[Data excerpts Boundary: Start]

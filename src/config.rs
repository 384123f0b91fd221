use crate::font::FONT_START_ADDRESS;

/// Instruction clock used when nothing else is requested.
pub const DEFAULT_CLOCK_SPEED: u32 = 500;

/// Countdown timer cadence, fixed by the platform.
pub const TIMER_HZ: u32 = 60;

/// Tunables of a VM instance.
#[derive(Debug, Clone, Copy, PartialEq, Eq)]
pub struct Chip8Config {
    /// Instructions executed per second.
    pub clock_speed: u32,
    /// Memory address of the hexadecimal glyph table.
    pub font_offset: u16,
}

impl Default for Chip8Config {
    fn default() -> Self {
        Self {
            clock_speed: DEFAULT_CLOCK_SPEED,
            font_offset: FONT_START_ADDRESS,
        }
    }
}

[Data excerpts Boundary: End]

■ Exercise:
Including any blank lines, repeat the data exactly.

■ Task result:
filename src/config.rs
repository 384123f0b91fd221
use crate::font::FONT_START_ADDRESS;

/// Instruction clock used when nothing else is requested.
pub const DEFAULT_CLOCK_SPEED: u32 = 500;

/// Countdown timer cadence, fixed by the platform.
pub const TIMER_HZ: u32 = 60;

/// Tunables of a VM instance.
#[derive(Debug, Clone, Copy, PartialEq, Eq)]
pub struct Chip8Config {
    /// Instructions executed per second.
    pub clock_speed: u32,
    /// Memory address of the hexadecimal glyph table.
    pub font_offset: u16,
}

impl Default for Chip8Config {
    fn default() -> Self {
        Self {
            clock_speed: DEFAULT_CLOCK_SPEED,
            font_offset: FONT_START_ADDRESS,
        }
    }
}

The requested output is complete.